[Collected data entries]
----

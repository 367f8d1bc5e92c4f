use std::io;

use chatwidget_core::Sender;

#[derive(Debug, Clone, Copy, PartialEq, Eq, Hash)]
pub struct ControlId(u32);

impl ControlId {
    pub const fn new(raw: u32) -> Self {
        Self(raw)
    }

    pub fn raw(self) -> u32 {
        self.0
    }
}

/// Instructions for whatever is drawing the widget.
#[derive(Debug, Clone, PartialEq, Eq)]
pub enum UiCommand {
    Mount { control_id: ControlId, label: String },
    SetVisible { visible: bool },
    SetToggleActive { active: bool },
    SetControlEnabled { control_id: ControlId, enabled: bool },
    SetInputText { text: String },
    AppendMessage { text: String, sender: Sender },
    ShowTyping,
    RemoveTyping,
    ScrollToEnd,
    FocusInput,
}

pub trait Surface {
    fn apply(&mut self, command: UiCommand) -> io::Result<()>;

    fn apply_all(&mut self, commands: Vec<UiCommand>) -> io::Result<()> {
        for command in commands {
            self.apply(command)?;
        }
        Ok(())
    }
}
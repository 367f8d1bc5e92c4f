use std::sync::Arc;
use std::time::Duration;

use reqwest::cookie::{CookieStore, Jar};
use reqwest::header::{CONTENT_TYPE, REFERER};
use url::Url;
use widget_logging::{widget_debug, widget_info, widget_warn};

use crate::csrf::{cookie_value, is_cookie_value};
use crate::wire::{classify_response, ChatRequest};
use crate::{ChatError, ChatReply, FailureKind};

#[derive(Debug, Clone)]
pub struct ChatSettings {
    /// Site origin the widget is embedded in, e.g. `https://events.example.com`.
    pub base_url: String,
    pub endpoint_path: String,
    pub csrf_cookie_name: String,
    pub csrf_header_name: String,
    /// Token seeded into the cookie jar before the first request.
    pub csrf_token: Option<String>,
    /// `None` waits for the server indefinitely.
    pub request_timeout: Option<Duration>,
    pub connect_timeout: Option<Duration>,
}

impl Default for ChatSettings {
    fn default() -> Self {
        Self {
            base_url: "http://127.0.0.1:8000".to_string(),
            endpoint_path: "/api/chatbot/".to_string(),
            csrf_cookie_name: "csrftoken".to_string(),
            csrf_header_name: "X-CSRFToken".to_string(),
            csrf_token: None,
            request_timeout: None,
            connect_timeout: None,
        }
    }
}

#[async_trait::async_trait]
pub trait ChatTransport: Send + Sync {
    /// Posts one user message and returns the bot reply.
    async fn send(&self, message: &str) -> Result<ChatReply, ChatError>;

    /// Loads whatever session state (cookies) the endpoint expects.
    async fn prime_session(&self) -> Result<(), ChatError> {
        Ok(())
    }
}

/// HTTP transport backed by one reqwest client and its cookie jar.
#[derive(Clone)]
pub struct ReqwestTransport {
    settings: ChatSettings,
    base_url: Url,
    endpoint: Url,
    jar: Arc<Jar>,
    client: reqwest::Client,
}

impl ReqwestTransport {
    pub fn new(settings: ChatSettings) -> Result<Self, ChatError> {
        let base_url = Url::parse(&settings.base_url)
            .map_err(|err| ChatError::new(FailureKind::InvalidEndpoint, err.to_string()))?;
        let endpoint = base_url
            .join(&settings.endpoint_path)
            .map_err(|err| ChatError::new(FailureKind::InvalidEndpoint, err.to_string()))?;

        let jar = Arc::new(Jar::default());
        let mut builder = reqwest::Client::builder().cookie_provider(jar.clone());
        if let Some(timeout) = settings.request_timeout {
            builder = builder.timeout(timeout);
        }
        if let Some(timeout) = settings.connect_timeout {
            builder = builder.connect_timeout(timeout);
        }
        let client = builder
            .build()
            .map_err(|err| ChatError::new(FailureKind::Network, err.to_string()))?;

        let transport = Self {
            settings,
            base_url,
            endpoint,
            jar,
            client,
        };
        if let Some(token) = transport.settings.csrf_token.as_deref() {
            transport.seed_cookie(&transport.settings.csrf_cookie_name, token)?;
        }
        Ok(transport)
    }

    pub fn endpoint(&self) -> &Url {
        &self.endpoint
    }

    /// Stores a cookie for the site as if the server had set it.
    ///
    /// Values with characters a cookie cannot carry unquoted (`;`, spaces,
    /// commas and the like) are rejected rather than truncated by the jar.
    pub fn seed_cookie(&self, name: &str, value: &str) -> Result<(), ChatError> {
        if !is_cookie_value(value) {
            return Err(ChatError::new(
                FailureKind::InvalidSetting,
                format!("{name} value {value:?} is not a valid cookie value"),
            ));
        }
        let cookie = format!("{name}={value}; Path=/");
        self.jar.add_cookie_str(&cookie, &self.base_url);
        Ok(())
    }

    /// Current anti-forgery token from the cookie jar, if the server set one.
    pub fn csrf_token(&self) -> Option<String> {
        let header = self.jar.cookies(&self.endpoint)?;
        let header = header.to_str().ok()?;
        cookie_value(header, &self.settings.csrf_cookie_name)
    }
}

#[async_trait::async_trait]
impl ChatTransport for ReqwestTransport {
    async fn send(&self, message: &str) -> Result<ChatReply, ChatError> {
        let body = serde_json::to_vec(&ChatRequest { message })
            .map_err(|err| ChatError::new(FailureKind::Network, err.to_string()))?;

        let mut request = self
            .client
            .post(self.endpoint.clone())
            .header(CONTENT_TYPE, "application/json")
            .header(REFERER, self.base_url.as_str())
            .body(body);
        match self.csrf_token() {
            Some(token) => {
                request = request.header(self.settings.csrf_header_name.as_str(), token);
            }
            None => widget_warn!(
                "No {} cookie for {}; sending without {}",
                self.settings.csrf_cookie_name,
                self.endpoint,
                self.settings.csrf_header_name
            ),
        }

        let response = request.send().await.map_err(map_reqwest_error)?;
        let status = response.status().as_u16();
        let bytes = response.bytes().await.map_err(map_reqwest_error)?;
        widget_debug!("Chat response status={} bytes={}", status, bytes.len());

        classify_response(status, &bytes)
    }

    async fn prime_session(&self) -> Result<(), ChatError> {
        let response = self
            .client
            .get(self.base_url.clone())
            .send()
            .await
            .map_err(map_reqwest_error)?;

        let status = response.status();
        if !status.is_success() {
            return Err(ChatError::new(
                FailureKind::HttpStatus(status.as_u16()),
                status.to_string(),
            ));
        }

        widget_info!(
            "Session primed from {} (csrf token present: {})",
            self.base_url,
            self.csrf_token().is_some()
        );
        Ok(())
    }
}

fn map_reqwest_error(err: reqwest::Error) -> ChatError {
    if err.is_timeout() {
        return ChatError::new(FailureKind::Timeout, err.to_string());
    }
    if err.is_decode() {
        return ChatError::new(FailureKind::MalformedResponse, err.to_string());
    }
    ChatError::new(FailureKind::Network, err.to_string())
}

----

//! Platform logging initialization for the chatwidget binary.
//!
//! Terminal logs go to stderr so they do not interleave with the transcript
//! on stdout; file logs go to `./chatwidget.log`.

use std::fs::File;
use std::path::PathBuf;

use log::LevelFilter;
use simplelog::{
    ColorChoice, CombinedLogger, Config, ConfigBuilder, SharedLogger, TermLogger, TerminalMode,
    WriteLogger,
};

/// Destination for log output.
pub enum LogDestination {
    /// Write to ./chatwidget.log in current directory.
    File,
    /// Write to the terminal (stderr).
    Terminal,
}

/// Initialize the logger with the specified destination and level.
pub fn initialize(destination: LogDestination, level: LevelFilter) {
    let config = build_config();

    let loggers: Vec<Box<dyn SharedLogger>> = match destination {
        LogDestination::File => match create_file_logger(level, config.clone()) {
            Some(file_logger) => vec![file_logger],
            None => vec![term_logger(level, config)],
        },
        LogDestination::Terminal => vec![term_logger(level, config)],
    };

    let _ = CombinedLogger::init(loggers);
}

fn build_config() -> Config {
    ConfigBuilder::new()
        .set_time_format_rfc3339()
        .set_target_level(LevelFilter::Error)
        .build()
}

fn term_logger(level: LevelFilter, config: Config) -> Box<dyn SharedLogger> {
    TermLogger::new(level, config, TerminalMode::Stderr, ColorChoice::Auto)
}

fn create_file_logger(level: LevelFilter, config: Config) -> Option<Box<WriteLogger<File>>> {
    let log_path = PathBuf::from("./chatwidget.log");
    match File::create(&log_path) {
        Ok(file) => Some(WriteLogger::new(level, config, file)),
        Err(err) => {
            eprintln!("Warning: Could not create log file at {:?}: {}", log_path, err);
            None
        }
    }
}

----

Using the data above, transcribe the lines that run from the line with "-> Result<ChatReply, ChatError>;" to the line with "let endpoint = base_url", both ends kept, and output nothing else.

[EXPECTED ANSWER]
    async fn send(&self, message: &str) -> Result<ChatReply, ChatError>;

    /// Loads whatever session state (cookies) the endpoint expects.
    async fn prime_session(&self) -> Result<(), ChatError> {
        Ok(())
    }
}

/// HTTP transport backed by one reqwest client and its cookie jar.
#[derive(Clone)]
pub struct ReqwestTransport {
    settings: ChatSettings,
    base_url: Url,
    endpoint: Url,
    jar: Arc<Jar>,
    client: reqwest::Client,
}

impl ReqwestTransport {
    pub fn new(settings: ChatSettings) -> Result<Self, ChatError> {
        let base_url = Url::parse(&settings.base_url)
            .map_err(|err| ChatError::new(FailureKind::InvalidEndpoint, err.to_string()))?;
        let endpoint = base_url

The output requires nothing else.